• **GIVEN DATA**
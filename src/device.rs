use crate::buffer::StateBuffer;
use crate::error::Result;
use crate::metadata::{DeviceKind, DeviceMeta};
use crate::state::DeviceState;
use std::time::Duration;

/// A polled input device: keyboard, mouse or controller.
///
/// Implementors own a [`StateBuffer`] and refresh it in [`update`](Device::update); the edge
/// queries are derived from it.
pub trait Device {
    type State: DeviceState;

    const KIND: DeviceKind;

    /// Upper bound on simultaneously tracked devices of this kind.
    const MAX_DEVICES: usize;

    /// Poll the device once. `time` is the host's frame clock.
    fn update(&mut self, time: Duration) -> Result<()>;

    fn buffer(&self) -> &StateBuffer<Self::State>;

    /// Stop tracking: later updates are no-ops and the state stays neutral.
    fn retire(&mut self);

    fn name(&self) -> &str;

    /// Stable identifier (device path for Raw Input devices, `xinput:{slot}` for controllers).
    fn id(&self) -> &str;

    fn metadata(&self) -> DeviceMeta;

    fn describe(&self) -> String {
        format!("{} ({})", self.name(), self.id())
    }

    fn is_connected(&self) -> bool {
        self.buffer().is_connected()
    }

    fn current(&self) -> &Self::State {
        self.buffer().current()
    }

    fn is_pressed(&self, button: <Self::State as DeviceState>::Button) -> bool {
        self.buffer().is_pressed(button)
    }

    fn just_pressed(&self, button: <Self::State as DeviceState>::Button) -> bool {
        self.buffer().just_pressed(button)
    }

    fn just_released(&self, button: <Self::State as DeviceState>::Button) -> bool {
        self.buffer().just_released(button)
    }
}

• **INSTRUCTIONS FOR THE TASK**
All records shown above are to be reproduced without any alteration.

• **RESULT FOR THIS EXERCISE**
filename src/device.rs
use crate::buffer::StateBuffer;
use crate::error::Result;
use crate::metadata::{DeviceKind, DeviceMeta};
use crate::state::DeviceState;
use std::time::Duration;

/// A polled input device: keyboard, mouse or controller.
///
/// Implementors own a [`StateBuffer`] and refresh it in [`update`](Device::update); the edge
/// queries are derived from it.
pub trait Device {
    type State: DeviceState;

    const KIND: DeviceKind;

    /// Upper bound on simultaneously tracked devices of this kind.
    const MAX_DEVICES: usize;

    /// Poll the device once. `time` is the host's frame clock.
    fn update(&mut self, time: Duration) -> Result<()>;

    fn buffer(&self) -> &StateBuffer<Self::State>;

    /// Stop tracking: later updates are no-ops and the state stays neutral.
    fn retire(&mut self);

    fn name(&self) -> &str;

    /// Stable identifier (device path for Raw Input devices, `xinput:{slot}` for controllers).
    fn id(&self) -> &str;

    fn metadata(&self) -> DeviceMeta;

    fn describe(&self) -> String {
        format!("{} ({})", self.name(), self.id())
    }

    fn is_connected(&self) -> bool {
        self.buffer().is_connected()
    }

    fn current(&self) -> &Self::State {
        self.buffer().current()
    }

    fn is_pressed(&self, button: <Self::State as DeviceState>::Button) -> bool {
        self.buffer().is_pressed(button)
    }

    fn just_pressed(&self, button: <Self::State as DeviceState>::Button) -> bool {
        self.buffer().just_pressed(button)
    }

    fn just_released(&self, button: <Self::State as DeviceState>::Button) -> bool {
        self.buffer().just_released(button)
    }
}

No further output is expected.